TASK GOAL:
Would you filter these records and copy every line that has the word "host"?

ENTRIES SHOWN:
=== Section Start ===
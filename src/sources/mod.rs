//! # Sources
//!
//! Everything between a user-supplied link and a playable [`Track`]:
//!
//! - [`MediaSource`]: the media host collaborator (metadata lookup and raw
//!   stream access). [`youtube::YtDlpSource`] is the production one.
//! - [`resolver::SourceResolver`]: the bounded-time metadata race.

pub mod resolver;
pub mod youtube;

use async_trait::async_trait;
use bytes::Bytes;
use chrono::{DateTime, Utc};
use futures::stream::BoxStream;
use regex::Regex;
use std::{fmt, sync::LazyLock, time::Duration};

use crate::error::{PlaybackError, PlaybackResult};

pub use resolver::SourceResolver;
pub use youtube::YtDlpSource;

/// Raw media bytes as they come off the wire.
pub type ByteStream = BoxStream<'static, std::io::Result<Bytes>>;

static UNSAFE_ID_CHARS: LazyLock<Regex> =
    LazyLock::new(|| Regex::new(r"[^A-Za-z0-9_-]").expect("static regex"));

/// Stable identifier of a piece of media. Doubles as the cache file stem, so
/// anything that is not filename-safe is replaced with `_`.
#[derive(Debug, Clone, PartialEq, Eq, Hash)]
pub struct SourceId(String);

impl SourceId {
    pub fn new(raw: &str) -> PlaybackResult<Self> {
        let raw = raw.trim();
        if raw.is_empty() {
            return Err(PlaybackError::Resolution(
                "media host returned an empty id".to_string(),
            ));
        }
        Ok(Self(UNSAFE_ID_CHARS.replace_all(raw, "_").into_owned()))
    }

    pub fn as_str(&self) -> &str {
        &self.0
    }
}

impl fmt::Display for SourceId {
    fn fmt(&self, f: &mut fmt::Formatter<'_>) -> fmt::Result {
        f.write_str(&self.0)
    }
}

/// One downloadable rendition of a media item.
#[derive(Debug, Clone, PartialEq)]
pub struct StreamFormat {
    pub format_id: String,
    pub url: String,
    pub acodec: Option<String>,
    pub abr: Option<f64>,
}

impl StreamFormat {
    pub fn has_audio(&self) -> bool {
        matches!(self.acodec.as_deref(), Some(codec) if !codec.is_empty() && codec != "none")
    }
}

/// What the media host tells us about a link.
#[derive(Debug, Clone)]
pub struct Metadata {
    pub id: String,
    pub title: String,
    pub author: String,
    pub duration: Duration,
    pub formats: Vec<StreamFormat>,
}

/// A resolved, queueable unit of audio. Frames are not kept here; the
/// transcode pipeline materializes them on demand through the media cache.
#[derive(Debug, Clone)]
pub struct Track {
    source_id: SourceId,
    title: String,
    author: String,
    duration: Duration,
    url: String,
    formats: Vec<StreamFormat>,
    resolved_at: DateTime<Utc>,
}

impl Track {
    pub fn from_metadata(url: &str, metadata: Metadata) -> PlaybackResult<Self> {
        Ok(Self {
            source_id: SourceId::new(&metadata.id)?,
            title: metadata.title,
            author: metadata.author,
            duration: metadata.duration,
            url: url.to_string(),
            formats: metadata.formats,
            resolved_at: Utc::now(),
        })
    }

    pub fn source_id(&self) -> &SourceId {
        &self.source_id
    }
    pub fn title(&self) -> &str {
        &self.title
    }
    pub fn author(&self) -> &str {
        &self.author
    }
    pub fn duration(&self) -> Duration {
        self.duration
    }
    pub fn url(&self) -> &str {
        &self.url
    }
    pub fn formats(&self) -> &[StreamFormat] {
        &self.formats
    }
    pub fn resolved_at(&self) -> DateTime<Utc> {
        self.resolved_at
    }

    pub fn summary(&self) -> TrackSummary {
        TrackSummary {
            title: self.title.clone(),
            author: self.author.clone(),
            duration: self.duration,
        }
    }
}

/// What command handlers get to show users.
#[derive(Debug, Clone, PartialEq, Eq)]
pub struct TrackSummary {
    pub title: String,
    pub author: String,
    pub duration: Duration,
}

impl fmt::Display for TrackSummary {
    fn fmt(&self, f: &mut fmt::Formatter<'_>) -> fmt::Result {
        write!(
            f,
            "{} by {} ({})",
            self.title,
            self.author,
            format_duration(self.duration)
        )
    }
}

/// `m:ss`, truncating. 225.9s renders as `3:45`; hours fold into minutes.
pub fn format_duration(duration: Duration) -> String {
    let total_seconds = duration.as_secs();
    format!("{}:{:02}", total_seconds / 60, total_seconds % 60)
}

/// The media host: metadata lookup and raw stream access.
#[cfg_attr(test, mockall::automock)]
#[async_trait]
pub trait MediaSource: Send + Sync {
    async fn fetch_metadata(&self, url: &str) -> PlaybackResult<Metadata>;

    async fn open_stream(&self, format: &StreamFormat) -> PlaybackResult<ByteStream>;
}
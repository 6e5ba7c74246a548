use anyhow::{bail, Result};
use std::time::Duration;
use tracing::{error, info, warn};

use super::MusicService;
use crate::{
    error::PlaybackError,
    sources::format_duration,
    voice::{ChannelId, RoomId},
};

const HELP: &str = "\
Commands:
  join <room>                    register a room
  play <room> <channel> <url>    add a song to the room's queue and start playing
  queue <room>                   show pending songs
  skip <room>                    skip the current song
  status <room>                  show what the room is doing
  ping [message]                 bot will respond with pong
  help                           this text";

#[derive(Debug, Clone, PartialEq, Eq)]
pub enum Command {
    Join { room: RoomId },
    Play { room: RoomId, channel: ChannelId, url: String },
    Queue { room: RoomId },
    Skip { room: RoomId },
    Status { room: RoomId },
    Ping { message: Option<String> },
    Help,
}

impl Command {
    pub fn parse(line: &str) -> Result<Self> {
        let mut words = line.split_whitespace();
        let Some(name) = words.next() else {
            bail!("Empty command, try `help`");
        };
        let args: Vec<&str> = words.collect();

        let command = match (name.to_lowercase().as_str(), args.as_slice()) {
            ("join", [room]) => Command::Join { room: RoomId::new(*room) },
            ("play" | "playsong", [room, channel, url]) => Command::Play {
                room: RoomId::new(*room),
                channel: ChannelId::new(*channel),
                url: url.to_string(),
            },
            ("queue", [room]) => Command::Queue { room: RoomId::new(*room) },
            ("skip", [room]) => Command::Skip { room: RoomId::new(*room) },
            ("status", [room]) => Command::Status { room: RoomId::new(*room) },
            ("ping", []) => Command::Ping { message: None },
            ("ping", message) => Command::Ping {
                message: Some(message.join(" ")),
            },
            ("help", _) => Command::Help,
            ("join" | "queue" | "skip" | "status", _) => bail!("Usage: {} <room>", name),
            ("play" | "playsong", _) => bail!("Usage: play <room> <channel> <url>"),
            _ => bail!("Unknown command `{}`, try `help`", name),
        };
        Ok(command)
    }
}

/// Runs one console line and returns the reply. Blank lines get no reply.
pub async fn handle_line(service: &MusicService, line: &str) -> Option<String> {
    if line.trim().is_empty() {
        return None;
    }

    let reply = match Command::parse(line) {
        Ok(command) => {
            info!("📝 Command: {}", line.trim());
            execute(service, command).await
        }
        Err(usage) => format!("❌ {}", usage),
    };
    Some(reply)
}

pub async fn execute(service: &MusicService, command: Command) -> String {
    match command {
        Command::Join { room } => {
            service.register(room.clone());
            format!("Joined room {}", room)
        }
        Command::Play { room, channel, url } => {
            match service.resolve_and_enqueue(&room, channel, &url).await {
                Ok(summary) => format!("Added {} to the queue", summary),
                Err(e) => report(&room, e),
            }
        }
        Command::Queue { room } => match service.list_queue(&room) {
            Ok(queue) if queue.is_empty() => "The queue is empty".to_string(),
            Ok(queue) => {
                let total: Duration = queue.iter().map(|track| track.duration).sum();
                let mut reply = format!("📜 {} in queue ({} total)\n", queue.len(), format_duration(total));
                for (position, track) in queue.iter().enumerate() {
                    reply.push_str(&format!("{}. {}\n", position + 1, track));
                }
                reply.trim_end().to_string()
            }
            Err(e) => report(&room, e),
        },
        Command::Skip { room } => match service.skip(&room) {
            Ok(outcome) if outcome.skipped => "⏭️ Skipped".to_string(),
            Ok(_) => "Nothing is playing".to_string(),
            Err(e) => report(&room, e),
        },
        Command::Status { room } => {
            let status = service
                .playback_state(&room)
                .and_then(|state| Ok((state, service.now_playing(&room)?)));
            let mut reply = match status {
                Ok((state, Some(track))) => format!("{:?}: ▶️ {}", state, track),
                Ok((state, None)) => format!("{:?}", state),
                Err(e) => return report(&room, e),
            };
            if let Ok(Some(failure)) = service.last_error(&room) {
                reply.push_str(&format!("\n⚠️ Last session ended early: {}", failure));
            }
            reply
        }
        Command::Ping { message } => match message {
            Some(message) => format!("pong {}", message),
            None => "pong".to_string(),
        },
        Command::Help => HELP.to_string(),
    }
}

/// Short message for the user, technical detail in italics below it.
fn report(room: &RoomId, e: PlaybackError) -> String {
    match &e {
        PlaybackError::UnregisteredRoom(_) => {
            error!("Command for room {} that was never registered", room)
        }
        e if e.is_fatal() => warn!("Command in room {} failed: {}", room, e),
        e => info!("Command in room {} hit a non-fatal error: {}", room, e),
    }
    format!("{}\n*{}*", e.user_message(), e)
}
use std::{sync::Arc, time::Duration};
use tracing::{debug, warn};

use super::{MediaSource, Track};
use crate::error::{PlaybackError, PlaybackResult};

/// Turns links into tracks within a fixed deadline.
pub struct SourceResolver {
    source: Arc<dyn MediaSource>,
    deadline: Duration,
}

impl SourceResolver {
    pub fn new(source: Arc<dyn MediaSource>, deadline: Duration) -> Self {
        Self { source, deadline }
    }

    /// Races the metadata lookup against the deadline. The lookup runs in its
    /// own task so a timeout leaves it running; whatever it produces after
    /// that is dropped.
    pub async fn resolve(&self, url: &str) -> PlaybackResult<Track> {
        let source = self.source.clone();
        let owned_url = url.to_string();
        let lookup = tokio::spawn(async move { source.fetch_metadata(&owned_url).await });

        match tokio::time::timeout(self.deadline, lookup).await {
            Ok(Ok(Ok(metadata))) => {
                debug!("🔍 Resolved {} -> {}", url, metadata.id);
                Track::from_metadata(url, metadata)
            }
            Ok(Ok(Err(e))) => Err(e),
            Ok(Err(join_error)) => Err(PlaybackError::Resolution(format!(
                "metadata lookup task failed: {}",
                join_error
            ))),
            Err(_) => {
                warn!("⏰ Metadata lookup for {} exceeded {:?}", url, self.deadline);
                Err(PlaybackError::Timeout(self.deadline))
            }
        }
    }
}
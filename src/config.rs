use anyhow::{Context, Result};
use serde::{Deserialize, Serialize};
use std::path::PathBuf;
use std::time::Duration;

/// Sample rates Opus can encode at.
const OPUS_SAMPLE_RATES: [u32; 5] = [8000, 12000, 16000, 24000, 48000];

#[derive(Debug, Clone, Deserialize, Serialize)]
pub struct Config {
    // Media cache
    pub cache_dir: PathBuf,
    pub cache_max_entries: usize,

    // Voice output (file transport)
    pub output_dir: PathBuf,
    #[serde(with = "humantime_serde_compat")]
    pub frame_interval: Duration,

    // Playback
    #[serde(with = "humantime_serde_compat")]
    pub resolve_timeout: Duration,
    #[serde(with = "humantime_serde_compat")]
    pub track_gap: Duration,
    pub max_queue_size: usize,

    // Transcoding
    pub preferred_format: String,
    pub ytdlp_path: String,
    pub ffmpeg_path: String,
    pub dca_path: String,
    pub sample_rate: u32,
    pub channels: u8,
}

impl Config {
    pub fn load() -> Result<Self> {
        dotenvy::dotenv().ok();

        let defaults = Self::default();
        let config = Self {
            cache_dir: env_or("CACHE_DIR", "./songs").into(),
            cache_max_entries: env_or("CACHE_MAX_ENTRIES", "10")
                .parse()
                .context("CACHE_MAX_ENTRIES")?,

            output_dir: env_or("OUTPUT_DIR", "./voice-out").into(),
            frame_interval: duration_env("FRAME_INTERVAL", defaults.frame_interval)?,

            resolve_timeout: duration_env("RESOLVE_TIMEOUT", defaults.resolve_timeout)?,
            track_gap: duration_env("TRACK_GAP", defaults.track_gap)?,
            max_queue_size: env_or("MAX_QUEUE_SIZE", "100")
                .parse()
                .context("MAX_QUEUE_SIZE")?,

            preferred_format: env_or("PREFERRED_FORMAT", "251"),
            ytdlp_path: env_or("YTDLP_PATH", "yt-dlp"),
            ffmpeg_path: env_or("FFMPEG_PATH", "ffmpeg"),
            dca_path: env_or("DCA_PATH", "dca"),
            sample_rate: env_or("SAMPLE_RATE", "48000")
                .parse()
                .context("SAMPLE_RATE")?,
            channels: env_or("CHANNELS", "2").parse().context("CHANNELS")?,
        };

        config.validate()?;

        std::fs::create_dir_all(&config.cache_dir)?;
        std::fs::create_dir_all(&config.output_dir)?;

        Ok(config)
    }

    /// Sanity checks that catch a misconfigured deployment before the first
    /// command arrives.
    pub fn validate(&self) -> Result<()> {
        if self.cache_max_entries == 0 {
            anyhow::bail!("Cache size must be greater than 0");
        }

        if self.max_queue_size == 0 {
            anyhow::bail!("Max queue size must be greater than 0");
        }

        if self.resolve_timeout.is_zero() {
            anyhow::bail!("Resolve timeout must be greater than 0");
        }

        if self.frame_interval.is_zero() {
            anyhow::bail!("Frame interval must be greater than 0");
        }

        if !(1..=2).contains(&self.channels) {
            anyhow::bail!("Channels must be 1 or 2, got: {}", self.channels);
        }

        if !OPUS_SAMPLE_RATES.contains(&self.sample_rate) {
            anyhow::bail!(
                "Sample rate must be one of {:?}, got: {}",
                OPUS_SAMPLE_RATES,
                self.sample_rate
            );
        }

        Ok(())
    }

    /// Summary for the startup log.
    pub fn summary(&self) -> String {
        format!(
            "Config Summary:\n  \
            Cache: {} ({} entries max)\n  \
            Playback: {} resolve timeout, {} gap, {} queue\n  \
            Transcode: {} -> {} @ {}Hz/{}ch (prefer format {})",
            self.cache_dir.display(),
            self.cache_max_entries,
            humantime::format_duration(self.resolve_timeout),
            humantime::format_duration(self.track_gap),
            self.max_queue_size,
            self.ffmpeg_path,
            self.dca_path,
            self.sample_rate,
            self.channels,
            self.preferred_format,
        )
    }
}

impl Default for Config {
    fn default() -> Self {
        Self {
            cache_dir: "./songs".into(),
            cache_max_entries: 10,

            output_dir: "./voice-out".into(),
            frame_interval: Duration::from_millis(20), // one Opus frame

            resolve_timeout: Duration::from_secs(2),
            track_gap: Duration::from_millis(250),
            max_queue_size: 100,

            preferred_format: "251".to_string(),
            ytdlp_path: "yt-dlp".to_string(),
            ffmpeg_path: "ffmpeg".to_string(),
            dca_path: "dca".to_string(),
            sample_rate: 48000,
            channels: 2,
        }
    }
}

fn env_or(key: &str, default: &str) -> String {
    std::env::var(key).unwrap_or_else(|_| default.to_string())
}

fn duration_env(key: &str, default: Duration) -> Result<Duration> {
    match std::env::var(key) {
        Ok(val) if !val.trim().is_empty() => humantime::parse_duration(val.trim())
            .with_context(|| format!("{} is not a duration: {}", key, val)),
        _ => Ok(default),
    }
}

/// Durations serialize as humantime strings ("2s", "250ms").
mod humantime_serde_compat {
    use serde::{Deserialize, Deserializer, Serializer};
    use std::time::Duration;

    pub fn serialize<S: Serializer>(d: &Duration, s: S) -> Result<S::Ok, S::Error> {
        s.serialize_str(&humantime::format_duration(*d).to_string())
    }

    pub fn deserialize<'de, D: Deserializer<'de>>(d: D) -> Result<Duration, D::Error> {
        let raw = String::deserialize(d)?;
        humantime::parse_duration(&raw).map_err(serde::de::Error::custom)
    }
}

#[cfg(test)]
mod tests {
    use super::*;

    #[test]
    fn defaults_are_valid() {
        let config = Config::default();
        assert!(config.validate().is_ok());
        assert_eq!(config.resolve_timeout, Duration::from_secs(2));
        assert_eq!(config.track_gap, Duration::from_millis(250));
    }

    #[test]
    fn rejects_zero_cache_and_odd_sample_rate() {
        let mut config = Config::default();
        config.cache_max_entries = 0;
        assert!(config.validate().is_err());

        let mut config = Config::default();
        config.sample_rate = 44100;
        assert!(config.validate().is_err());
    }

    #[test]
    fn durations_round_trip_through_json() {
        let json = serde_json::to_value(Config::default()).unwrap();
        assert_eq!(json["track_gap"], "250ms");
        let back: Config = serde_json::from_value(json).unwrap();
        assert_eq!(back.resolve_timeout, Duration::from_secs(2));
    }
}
=== Section End ===
SOLUTION BELOW:
//! - [`MediaSource`]: the media host collaborator (metadata lookup and raw
                "media host returned an empty id".to_string(),
/// What the media host tells us about a link.
/// The media host: metadata lookup and raw stream access.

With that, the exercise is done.